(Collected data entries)
■ ■ ■ ■ ■ ■ ■

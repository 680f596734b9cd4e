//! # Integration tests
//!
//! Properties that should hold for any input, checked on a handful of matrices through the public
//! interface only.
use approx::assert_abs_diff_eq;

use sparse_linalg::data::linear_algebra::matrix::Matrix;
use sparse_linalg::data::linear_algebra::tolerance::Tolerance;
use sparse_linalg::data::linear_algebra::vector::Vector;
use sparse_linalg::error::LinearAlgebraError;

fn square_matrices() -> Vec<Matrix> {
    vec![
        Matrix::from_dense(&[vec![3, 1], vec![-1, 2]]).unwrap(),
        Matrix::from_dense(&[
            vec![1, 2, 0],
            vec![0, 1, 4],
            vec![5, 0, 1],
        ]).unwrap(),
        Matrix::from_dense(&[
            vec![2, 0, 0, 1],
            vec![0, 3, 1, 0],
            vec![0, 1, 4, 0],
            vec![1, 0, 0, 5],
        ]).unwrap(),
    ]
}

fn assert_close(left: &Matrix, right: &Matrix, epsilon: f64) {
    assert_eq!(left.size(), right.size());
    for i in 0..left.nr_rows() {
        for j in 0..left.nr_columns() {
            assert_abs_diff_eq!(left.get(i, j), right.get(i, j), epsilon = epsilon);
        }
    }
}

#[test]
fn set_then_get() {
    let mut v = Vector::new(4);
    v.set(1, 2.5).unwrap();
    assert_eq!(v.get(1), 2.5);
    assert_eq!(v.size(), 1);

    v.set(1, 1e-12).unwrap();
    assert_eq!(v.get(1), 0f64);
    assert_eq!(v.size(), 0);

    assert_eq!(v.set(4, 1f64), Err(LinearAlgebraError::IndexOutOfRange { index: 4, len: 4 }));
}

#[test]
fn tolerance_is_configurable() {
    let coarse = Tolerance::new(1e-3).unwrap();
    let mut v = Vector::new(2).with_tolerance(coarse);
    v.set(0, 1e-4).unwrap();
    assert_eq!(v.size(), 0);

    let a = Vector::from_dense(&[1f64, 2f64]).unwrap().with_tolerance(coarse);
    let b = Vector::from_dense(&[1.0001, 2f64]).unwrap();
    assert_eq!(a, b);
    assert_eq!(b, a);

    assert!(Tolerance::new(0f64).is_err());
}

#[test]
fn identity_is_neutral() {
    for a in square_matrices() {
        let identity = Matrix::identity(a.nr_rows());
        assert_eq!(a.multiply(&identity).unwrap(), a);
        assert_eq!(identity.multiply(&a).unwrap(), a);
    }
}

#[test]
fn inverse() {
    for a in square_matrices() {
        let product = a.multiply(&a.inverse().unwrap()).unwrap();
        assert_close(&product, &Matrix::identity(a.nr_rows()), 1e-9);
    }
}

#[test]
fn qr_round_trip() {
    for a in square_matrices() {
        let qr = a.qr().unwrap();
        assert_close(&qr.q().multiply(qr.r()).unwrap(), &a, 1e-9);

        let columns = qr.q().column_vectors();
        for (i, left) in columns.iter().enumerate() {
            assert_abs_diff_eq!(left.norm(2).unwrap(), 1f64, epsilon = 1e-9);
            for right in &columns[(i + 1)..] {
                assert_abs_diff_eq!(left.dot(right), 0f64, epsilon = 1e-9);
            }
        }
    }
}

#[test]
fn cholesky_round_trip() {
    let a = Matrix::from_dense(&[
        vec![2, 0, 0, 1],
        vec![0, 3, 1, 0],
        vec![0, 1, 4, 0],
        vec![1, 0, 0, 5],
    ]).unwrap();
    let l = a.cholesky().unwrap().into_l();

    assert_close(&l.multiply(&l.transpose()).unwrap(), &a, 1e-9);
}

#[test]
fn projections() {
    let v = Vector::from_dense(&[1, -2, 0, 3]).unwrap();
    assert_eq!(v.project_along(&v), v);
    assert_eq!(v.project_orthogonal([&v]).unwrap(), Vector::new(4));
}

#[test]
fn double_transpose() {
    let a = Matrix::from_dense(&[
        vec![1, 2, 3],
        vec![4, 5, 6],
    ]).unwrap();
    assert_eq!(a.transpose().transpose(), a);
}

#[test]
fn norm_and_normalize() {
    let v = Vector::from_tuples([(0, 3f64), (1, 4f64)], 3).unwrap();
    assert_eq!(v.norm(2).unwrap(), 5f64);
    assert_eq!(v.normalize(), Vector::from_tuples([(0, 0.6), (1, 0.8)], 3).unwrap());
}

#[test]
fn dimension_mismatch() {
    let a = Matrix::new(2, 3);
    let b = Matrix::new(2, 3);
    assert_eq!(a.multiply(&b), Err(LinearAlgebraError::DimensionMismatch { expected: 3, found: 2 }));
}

■ ■ ■ ■ ■ ■ ■

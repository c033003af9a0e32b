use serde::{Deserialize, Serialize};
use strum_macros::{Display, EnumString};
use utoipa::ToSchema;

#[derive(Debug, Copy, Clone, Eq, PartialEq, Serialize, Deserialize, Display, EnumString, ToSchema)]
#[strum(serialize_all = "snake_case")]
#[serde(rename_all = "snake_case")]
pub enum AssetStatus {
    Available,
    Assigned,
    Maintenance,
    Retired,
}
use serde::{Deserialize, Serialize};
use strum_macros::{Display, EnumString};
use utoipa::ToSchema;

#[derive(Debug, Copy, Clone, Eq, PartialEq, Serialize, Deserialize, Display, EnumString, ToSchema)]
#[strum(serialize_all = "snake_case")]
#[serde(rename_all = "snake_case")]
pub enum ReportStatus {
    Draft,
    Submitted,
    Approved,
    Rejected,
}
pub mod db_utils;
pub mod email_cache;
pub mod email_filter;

■ ■ ■ ■ ■ ■ ■

### Work required
Starting with the line that holds "let mut v = Vector::new(2).with_tolerance(coarse);" and ending with the line that holds "assert_abs_diff_eq!(left.norm(2).unwrap(), 1f64, epsilon", retype every line in the data above exactly, and nothing else.

### Your solution
    let mut v = Vector::new(2).with_tolerance(coarse);
    v.set(0, 1e-4).unwrap();
    assert_eq!(v.size(), 0);

    let a = Vector::from_dense(&[1f64, 2f64]).unwrap().with_tolerance(coarse);
    let b = Vector::from_dense(&[1.0001, 2f64]).unwrap();
    assert_eq!(a, b);
    assert_eq!(b, a);

    assert!(Tolerance::new(0f64).is_err());
}

#[test]
fn identity_is_neutral() {
    for a in square_matrices() {
        let identity = Matrix::identity(a.nr_rows());
        assert_eq!(a.multiply(&identity).unwrap(), a);
        assert_eq!(identity.multiply(&a).unwrap(), a);
    }
}

#[test]
fn inverse() {
    for a in square_matrices() {
        let product = a.multiply(&a.inverse().unwrap()).unwrap();
        assert_close(&product, &Matrix::identity(a.nr_rows()), 1e-9);
    }
}

#[test]
fn qr_round_trip() {
    for a in square_matrices() {
        let qr = a.qr().unwrap();
        assert_close(&qr.q().multiply(qr.r()).unwrap(), &a, 1e-9);

        let columns = qr.q().column_vectors();
        for (i, left) in columns.iter().enumerate() {
            assert_abs_diff_eq!(left.norm(2).unwrap(), 1f64, epsilon = 1e-9);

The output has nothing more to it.